写真1と2はモ5801形モ5805、1971/1/15養老線の中間駅にて。

このページで活躍しているモ5800形電車は、もともと大阪鉄道が1923年の電化に備えて川崎造船で13輌製造したデイ1形と呼ばれる木造電車でした。車体のデザインは明治末期から関西の私鉄で多く採用された前面丸型5枚窓でシングルルーフ、窓枠上部に明り取りの櫛型窓が採用されていました。台車はアメリカのボールドウィン社製BW84-25Aというイコライザー式台車、機器は全て手堅い実績のあるものばかりでした。

大阪鉄道の電車として運用されましたが、昭和になってからデニ500形(後の近鉄モ6601型)などの大型電車が運用されるようになると主力車両ではなくなりました。大阪鉄道が1943年に関西急行鉄道に合併されると、形式はモ5601形となりました。1944年に関西急行鉄道は再編によって近鉄となりました。
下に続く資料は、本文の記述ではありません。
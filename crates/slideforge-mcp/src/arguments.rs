//! Strict argument parsing for tool calls.
//!
//! Arguments are checked against the tool's `inputSchema` before typed
//! deserialization. Every violation is reported, not just the first.

use std::collections::HashMap;
use std::sync::{Arc, Mutex, OnceLock};

use jsonschema::{Draft, Validator};
use serde::de::DeserializeOwned;
use serde::{Deserialize, Deserializer};
use serde_json::{Map, Number, Value};
use slideforge_core::{Error, Result};

use crate::protocol::ToolDefinition;

/// Validate `arguments` against `tool`'s schema and deserialize them.
///
/// Missing arguments are treated as an empty object.
pub fn parse<T: DeserializeOwned>(tool: &ToolDefinition, arguments: Option<Value>) -> Result<T> {
    let arguments = arguments.unwrap_or_else(|| Value::Object(Map::new()));

    if !arguments.is_object() {
        return Err(Error::invalid_argument(
            &tool.name,
            format!("arguments must be an object, got {}", type_name(&arguments)),
        ));
    }

    let violations = violations(tool, &arguments)?;
    if !violations.is_empty() {
        tracing::debug!(tool = %tool.name, count = violations.len(), "Rejected tool arguments");
        return Err(Error::InvalidArguments {
            tool: tool.name.clone(),
            violations,
        });
    }

    serde_json::from_value(arguments).map_err(|e| Error::invalid_argument(&tool.name, e.to_string()))
}

/// Every schema violation in `arguments`, in the order the validator reports them.
fn violations(tool: &ToolDefinition, arguments: &Value) -> Result<Vec<String>> {
    let validator = compiled_validator(tool)?;

    Ok(validator
        .iter_errors(arguments)
        .map(|err| {
            let path = err.instance_path.to_string();
            if path.is_empty() {
                err.to_string()
            } else {
                format!("at {}: {}", path, err)
            }
        })
        .collect())
}

/// Compiled validator for `tool`, built once per distinct schema.
fn compiled_validator(tool: &ToolDefinition) -> Result<Arc<Validator>> {
    static VALIDATORS: OnceLock<Mutex<HashMap<String, Arc<Validator>>>> = OnceLock::new();

    let key = tool.input_schema.to_string();
    let mut cache = VALIDATORS
        .get_or_init(|| Mutex::new(HashMap::new()))
        .lock()
        .map_err(|_| Error::Other(anyhow::anyhow!("schema validator cache is poisoned")))?;

    if let Some(existing) = cache.get(&key) {
        return Ok(Arc::clone(existing));
    }

    let compiled = jsonschema::options()
        .with_draft(Draft::Draft202012)
        .build(&tool.input_schema)
        .map_err(|e| Error::Other(anyhow::anyhow!("invalid schema for '{}': {}", tool.name, e)))?;
    let compiled = Arc::new(compiled);
    cache.insert(key, Arc::clone(&compiled));
    Ok(compiled)
}

/// Deserialize an optional integer argument, saturating at the `i64` bounds.
///
/// The schema accepts any JSON integer, including ones written as floats
/// (`30.0`) or too large for `i64` (`1e20`).
pub fn saturating_integer<'de, D>(deserializer: D) -> std::result::Result<Option<i64>, D::Error>
where
    D: Deserializer<'de>,
{
    Ok(Option::<Number>::deserialize(deserializer)?.map(|n| saturate(&n)))
}

fn saturate(number: &Number) -> i64 {
    if let Some(n) = number.as_i64() {
        n
    } else if number.as_u64().is_some() {
        i64::MAX
    } else {
        // Float to int casts saturate and map NaN to zero.
        number.as_f64().map(|f| f as i64).unwrap_or_default()
    }
}

fn type_name(value: &Value) -> &'static str {
    match value {
        Value::Null => "null",
        Value::Bool(_) => "boolean",
        Value::Number(_) => "number",
        Value::String(_) => "string",
        Value::Array(_) => "array",
        Value::Object(_) => "object",
    }
}

#[cfg(test)]
mod tests {
    use super::*;
    use serde::Deserialize;
    use serde_json::json;

    #[derive(Debug, Deserialize)]
    #[serde(rename_all = "camelCase", deny_unknown_fields)]
    struct OutlineArgs {
        topic: String,
        duration_minutes: Option<i64>,
    }

    fn outline_tool() -> ToolDefinition {
        ToolDefinition {
            name: "generate-outline".to_string(),
            description: "test".to_string(),
            input_schema: json!({
                "type": "object",
                "properties": {
                    "topic": { "type": "string" },
                    "durationMinutes": { "type": "integer" }
                },
                "required": ["topic"],
                "additionalProperties": false
            }),
        }
    }

    fn violations_of(err: Error) -> Vec<String> {
        match err {
            Error::InvalidArguments { violations, .. } => violations,
            other => panic!("unexpected error: {other}"),
        }
    }

    #[test]
    fn test_valid_arguments() {
        let args: OutlineArgs = parse(
            &outline_tool(),
            Some(json!({"topic": "Rust", "durationMinutes": 20})),
        )
        .unwrap();
        assert_eq!(args.topic, "Rust");
        assert_eq!(args.duration_minutes, Some(20));
    }

    #[test]
    fn test_all_violations_are_collected() {
        let err = parse::<OutlineArgs>(
            &outline_tool(),
            Some(json!({"durationMinutes": "ten", "extra": true})),
        )
        .unwrap_err();

        let violations = violations_of(err);
        assert_eq!(violations.len(), 3, "{violations:?}");
        assert!(violations.iter().any(|v| v.contains("topic")));
        assert!(violations.iter().any(|v| v.contains("/durationMinutes")));
        assert!(violations.iter().any(|v| v.contains("extra")));
    }

    #[test]
    fn test_missing_arguments_are_an_empty_object() {
        let err = parse::<OutlineArgs>(&outline_tool(), None).unwrap_err();
        let violations = violations_of(err);
        assert_eq!(violations.len(), 1);
        assert!(violations[0].contains("topic"));
    }

    #[derive(Debug, Deserialize)]
    #[serde(rename_all = "camelCase")]
    struct DurationArgs {
        #[serde(default, deserialize_with = "saturating_integer")]
        duration_minutes: Option<i64>,
    }

    fn duration_of(value: Value) -> Option<i64> {
        serde_json::from_value::<DurationArgs>(value)
            .unwrap()
            .duration_minutes
    }

    #[test]
    fn test_integer_arguments_saturate() {
        assert_eq!(duration_of(json!({})), None);
        assert_eq!(duration_of(json!({"durationMinutes": null})), None);
        assert_eq!(duration_of(json!({"durationMinutes": 30})), Some(30));
        assert_eq!(duration_of(json!({"durationMinutes": 30.0})), Some(30));
        assert_eq!(duration_of(json!({"durationMinutes": -5})), Some(-5));
        assert_eq!(duration_of(json!({"durationMinutes": u64::MAX})), Some(i64::MAX));
        assert_eq!(duration_of(json!({"durationMinutes": 1e20})), Some(i64::MAX));
        assert_eq!(duration_of(json!({"durationMinutes": -1e20})), Some(i64::MIN));
    }

    #[test]
    fn test_validator_is_reused_for_the_same_schema() {
        let tool = outline_tool();
        let first = compiled_validator(&tool).unwrap();
        let second = compiled_validator(&tool).unwrap();
        assert!(Arc::ptr_eq(&first, &second));
    }

    #[test]
    fn test_non_object_is_rejected() {
        let err = parse::<OutlineArgs>(&outline_tool(), Some(json!(["Rust"]))).unwrap_err();
        let message = err.to_string();
        assert!(message.starts_with("Invalid arguments for 'generate-outline'"));
        assert!(message.contains("got array"));
    }
}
写真3はモ5801形モ5805、1971/1/15西大垣検車区の庫内にて。

1955年にモ5601形10両は車体を鋼体化、3扉のモ5801形になりました。その時、5801〜5804の前面窓は湘南電車(国鉄クハ86系電車)の強い影響を受けて2枚窓となり、5805と5806は当時の奈良線特急用800系電車に似た流線型形状となった。

モ5806

写真4はモ5801形モ5806、1971/1/15西大垣検車区の庫内にて。

せっかくの湘南形も台車、台枠の他に、窓枠等も多く流用していたので、鋼体化されても背が低くて小さな窓が連なる側面は重苦しい印象を与えてスマートとはいえないものでした。

1970年ごろ南大阪線から養老線に転属となりましたが、老朽化と戦後に造られた20m車が運用されるようになって1979年までに廃車となりました。

前面は窓が一段引っ込んでいるので暗い感じがするためでしょうか、どうも短い車体と相俟って猪のイメージが張り付いているように感じるのは私だけでしょうか。でも当時の設計担当者は少ない予算(窓枠まで流用!)と厳しい制約(湘南電車よりはるかに小さい車輌限界)で一生懸命良い電車を設計しようと努力を重ねたのですから、あんまり揶揄するのもいかがかと・・・・・。

モ5808

写真6はモ5801形モ5808、1971/1/15養老線西大垣駅にて。

また5807〜5810は写真6で見られるように貫通タイプで登場しました。貫通幌が大きく見えるのは、車体断面がそれほど大きくないからでしょうか?